**About this exercise:** Return each entry exactly, so that nothing in the data differs from the original.

++++ Dataset content

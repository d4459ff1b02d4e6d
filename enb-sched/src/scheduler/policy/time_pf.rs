/*
SPDX-FileCopyrightText: Copyright 2026 LG Electronics Inc.
SPDX-License-Identifier: MIT
*/

//! Time-domain proportional fair.
//!
//! New-data candidates are ranked by `rate / avg^fairness`, where `rate` is
//! the TBS the UE would get on the whole carrier at its current MCS and
//! `avg` the exponentially averaged bytes served per TTI.  `fairness` comes
//! from `policy_args` (0 degenerates to max-rate, larger values favour
//! starved UEs).  Ties are broken by RNTI.

use std::collections::BTreeMap;

use tracing::warn;

use super::{sched_dl_newtxs, sched_dl_retxs, sched_ul_newtxs, sched_ul_retxs};
use super::{PolicyKind, SchedPolicy};
use crate::config::SchedArgs;
use crate::scheduler::alloc::{self, UeDb};
use crate::scheduler::sf_sched::SfSched;
use crate::slicing::SlicingRegistry;
use crate::tbs;

const DEFAULT_FAIRNESS: f32 = 1.0;
/// Weight of the current TTI in the served-rate average.
const EWMA_COEFF: f32 = 0.01;

#[derive(Debug, Default)]
struct ServedRate {
    dl: f32,
    ul: f32,
}

#[derive(Debug)]
pub struct TimePf {
    fairness: f32,
    rates: BTreeMap<u16, ServedRate>,
}

impl TimePf {
    pub fn new(args: &SchedArgs) -> Self {
        let fairness = match args.policy_args.trim().parse::<f32>() {
            Ok(v) if v >= 0.0 => v,
            _ => {
                warn!(
                    policy_args = %args.policy_args,
                    default = DEFAULT_FAIRNESS,
                    "invalid PF fairness coefficient, using default"
                );
                DEFAULT_FAIRNESS
            }
        };
        Self {
            fairness,
            rates: BTreeMap::new(),
        }
    }

    pub fn fairness(&self) -> f32 {
        self.fairness
    }

    fn priority(&self, rate: u32, avg: f32) -> f32 {
        rate as f32 / avg.max(1.0).powf(self.fairness)
    }

    /// Candidates ordered by descending priority, ties by RNTI.
    fn rank(&self, mut cands: Vec<(u16, f32)>) -> Vec<u16> {
        cands.sort_by(|a, b| b.1.total_cmp(&a.1).then(a.0.cmp(&b.0)));
        cands.into_iter().map(|(rnti, _)| rnti).collect()
    }

    /// Forget UEs that left and fold this TTI's service into the averages.
    fn update_rates(&mut self, ue_db: &UeDb, served: &[(u16, u32)], dl: bool) {
        self.rates.retain(|rnti, _| ue_db.contains_key(rnti));
        for &rnti in ue_db.keys() {
            let bytes = served
                .iter()
                .find(|(r, _)| *r == rnti)
                .map_or(0, |&(_, b)| b);
            let entry = self.rates.entry(rnti).or_default();
            let avg = if dl { &mut entry.dl } else { &mut entry.ul };
            *avg = (1.0 - EWMA_COEFF) * *avg + EWMA_COEFF * bytes as f32;
        }
    }

    fn avg(&self, rnti: u16, dl: bool) -> f32 {
        self.rates
            .get(&rnti)
            .map_or(0.0, |r| if dl { r.dl } else { r.ul })
    }
}

impl SchedPolicy for TimePf {
    fn kind(&self) -> PolicyKind {
        PolicyKind::TimePf
    }

    fn sched_dl_users(&mut self, ue_db: &mut UeDb, sf: &mut SfSched, slicing: &SlicingRegistry) {
        let by_rnti: Vec<u16> = ue_db.keys().copied().collect();
        let retx = sched_dl_retxs(ue_db, sf, &by_rnti);

        let mut served = Vec::new();
        if !retx.cch_exhausted {
            let cc = sf.enb_cc_idx();
            let nof_prb = sf.cell_params().nof_prb;
            let nof_re = sf.cell_params().dl_nof_re_per_prb();
            let view: &SfSched = sf;
            let cands = ue_db
                .values()
                .filter(|ue| alloc::get_dl_newtx_harq(ue, view).is_some())
                .filter(|ue| !ue.get_requested_dl_bytes(cc).is_empty())
                .filter_map(|ue| {
                    let mcs = ue.cell(cc)?.dl_mcs();
                    let rate = tbs::tbs_bytes(mcs, nof_prb, nof_re).unwrap_or(0);
                    Some((ue.rnti(), self.priority(rate, self.avg(ue.rnti(), true))))
                })
                .collect();
            let order = self.rank(cands);
            served = sched_dl_newtxs(ue_db, sf, slicing, &order).served;
        }
        self.update_rates(ue_db, &served, true);
    }

    fn sched_ul_users(&mut self, ue_db: &mut UeDb, sf: &mut SfSched) {
        let by_rnti: Vec<u16> = ue_db.keys().copied().collect();
        let retx = sched_ul_retxs(ue_db, sf, &by_rnti);

        let mut served = Vec::new();
        if !retx.cch_exhausted {
            let cc = sf.enb_cc_idx();
            let nof_prb = sf.cell_params().nof_prb;
            let view: &SfSched = sf;
            let cands = ue_db
                .values()
                .filter(|ue| alloc::get_ul_newtx_harq(ue, view).is_some())
                .filter(|ue| ue.get_pending_ul_new_data() > 0)
                .filter_map(|ue| {
                    let mcs = ue.cell(cc)?.ul_mcs();
                    let rate =
                        tbs::tbs_bytes(mcs, nof_prb, tbs::nof_ul_re_per_prb()).unwrap_or(0);
                    Some((ue.rnti(), self.priority(rate, self.avg(ue.rnti(), false))))
                })
                .collect();
            let order = self.rank(cands);
            served = sched_ul_newtxs(ue_db, sf, &order).served;
        }
        self.update_rates(ue_db, &served, false);
    }
}

// ── Tests ─────────────────────────────────────────────────────────────────────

++++++++

**Response to the exercise:**
repository d4459ff1b02d4e6d
filename enb-sched/src/scheduler/policy/time_pf.rs
/*
SPDX-FileCopyrightText: Copyright 2026 LG Electronics Inc.
SPDX-License-Identifier: MIT
*/

//! Time-domain proportional fair.
//!
//! New-data candidates are ranked by `rate / avg^fairness`, where `rate` is
//! the TBS the UE would get on the whole carrier at its current MCS and
//! `avg` the exponentially averaged bytes served per TTI.  `fairness` comes
//! from `policy_args` (0 degenerates to max-rate, larger values favour
//! starved UEs).  Ties are broken by RNTI.

use std::collections::BTreeMap;

use tracing::warn;

use super::{sched_dl_newtxs, sched_dl_retxs, sched_ul_newtxs, sched_ul_retxs};
use super::{PolicyKind, SchedPolicy};
use crate::config::SchedArgs;
use crate::scheduler::alloc::{self, UeDb};
use crate::scheduler::sf_sched::SfSched;
use crate::slicing::SlicingRegistry;
use crate::tbs;

const DEFAULT_FAIRNESS: f32 = 1.0;
/// Weight of the current TTI in the served-rate average.
const EWMA_COEFF: f32 = 0.01;

#[derive(Debug, Default)]
struct ServedRate {
    dl: f32,
    ul: f32,
}

#[derive(Debug)]
pub struct TimePf {
    fairness: f32,
    rates: BTreeMap<u16, ServedRate>,
}

impl TimePf {
    pub fn new(args: &SchedArgs) -> Self {
        let fairness = match args.policy_args.trim().parse::<f32>() {
            Ok(v) if v >= 0.0 => v,
            _ => {
                warn!(
                    policy_args = %args.policy_args,
                    default = DEFAULT_FAIRNESS,
                    "invalid PF fairness coefficient, using default"
                );
                DEFAULT_FAIRNESS
            }
        };
        Self {
            fairness,
            rates: BTreeMap::new(),
        }
    }

    pub fn fairness(&self) -> f32 {
        self.fairness
    }

    fn priority(&self, rate: u32, avg: f32) -> f32 {
        rate as f32 / avg.max(1.0).powf(self.fairness)
    }

    /// Candidates ordered by descending priority, ties by RNTI.
    fn rank(&self, mut cands: Vec<(u16, f32)>) -> Vec<u16> {
        cands.sort_by(|a, b| b.1.total_cmp(&a.1).then(a.0.cmp(&b.0)));
        cands.into_iter().map(|(rnti, _)| rnti).collect()
    }

    /// Forget UEs that left and fold this TTI's service into the averages.
    fn update_rates(&mut self, ue_db: &UeDb, served: &[(u16, u32)], dl: bool) {
        self.rates.retain(|rnti, _| ue_db.contains_key(rnti));
        for &rnti in ue_db.keys() {
            let bytes = served
                .iter()
                .find(|(r, _)| *r == rnti)
                .map_or(0, |&(_, b)| b);
            let entry = self.rates.entry(rnti).or_default();
            let avg = if dl { &mut entry.dl } else { &mut entry.ul };
            *avg = (1.0 - EWMA_COEFF) * *avg + EWMA_COEFF * bytes as f32;
        }
    }

    fn avg(&self, rnti: u16, dl: bool) -> f32 {
        self.rates
            .get(&rnti)
            .map_or(0.0, |r| if dl { r.dl } else { r.ul })
    }
}

impl SchedPolicy for TimePf {
    fn kind(&self) -> PolicyKind {
        PolicyKind::TimePf
    }

    fn sched_dl_users(&mut self, ue_db: &mut UeDb, sf: &mut SfSched, slicing: &SlicingRegistry) {
        let by_rnti: Vec<u16> = ue_db.keys().copied().collect();
        let retx = sched_dl_retxs(ue_db, sf, &by_rnti);

        let mut served = Vec::new();
        if !retx.cch_exhausted {
            let cc = sf.enb_cc_idx();
            let nof_prb = sf.cell_params().nof_prb;
            let nof_re = sf.cell_params().dl_nof_re_per_prb();
            let view: &SfSched = sf;
            let cands = ue_db
                .values()
                .filter(|ue| alloc::get_dl_newtx_harq(ue, view).is_some())
                .filter(|ue| !ue.get_requested_dl_bytes(cc).is_empty())
                .filter_map(|ue| {
                    let mcs = ue.cell(cc)?.dl_mcs();
                    let rate = tbs::tbs_bytes(mcs, nof_prb, nof_re).unwrap_or(0);
                    Some((ue.rnti(), self.priority(rate, self.avg(ue.rnti(), true))))
                })
                .collect();
            let order = self.rank(cands);
            served = sched_dl_newtxs(ue_db, sf, slicing, &order).served;
        }
        self.update_rates(ue_db, &served, true);
    }

    fn sched_ul_users(&mut self, ue_db: &mut UeDb, sf: &mut SfSched) {
        let by_rnti: Vec<u16> = ue_db.keys().copied().collect();
        let retx = sched_ul_retxs(ue_db, sf, &by_rnti);

        let mut served = Vec::new();
        if !retx.cch_exhausted {
            let cc = sf.enb_cc_idx();
            let nof_prb = sf.cell_params().nof_prb;
            let view: &SfSched = sf;
            let cands = ue_db
                .values()
                .filter(|ue| alloc::get_ul_newtx_harq(ue, view).is_some())
                .filter(|ue| ue.get_pending_ul_new_data() > 0)
                .filter_map(|ue| {
                    let mcs = ue.cell(cc)?.ul_mcs();
                    let rate =
                        tbs::tbs_bytes(mcs, nof_prb, tbs::nof_ul_re_per_prb()).unwrap_or(0);
                    Some((ue.rnti(), self.priority(rate, self.avg(ue.rnti(), false))))
                })
                .collect();
            let order = self.rank(cands);
            served = sched_ul_newtxs(ue_db, sf, &order).served;
        }
        self.update_rates(ue_db, &served, false);
    }
}

// ── Tests ─────────────────────────────────────────────────────────────────────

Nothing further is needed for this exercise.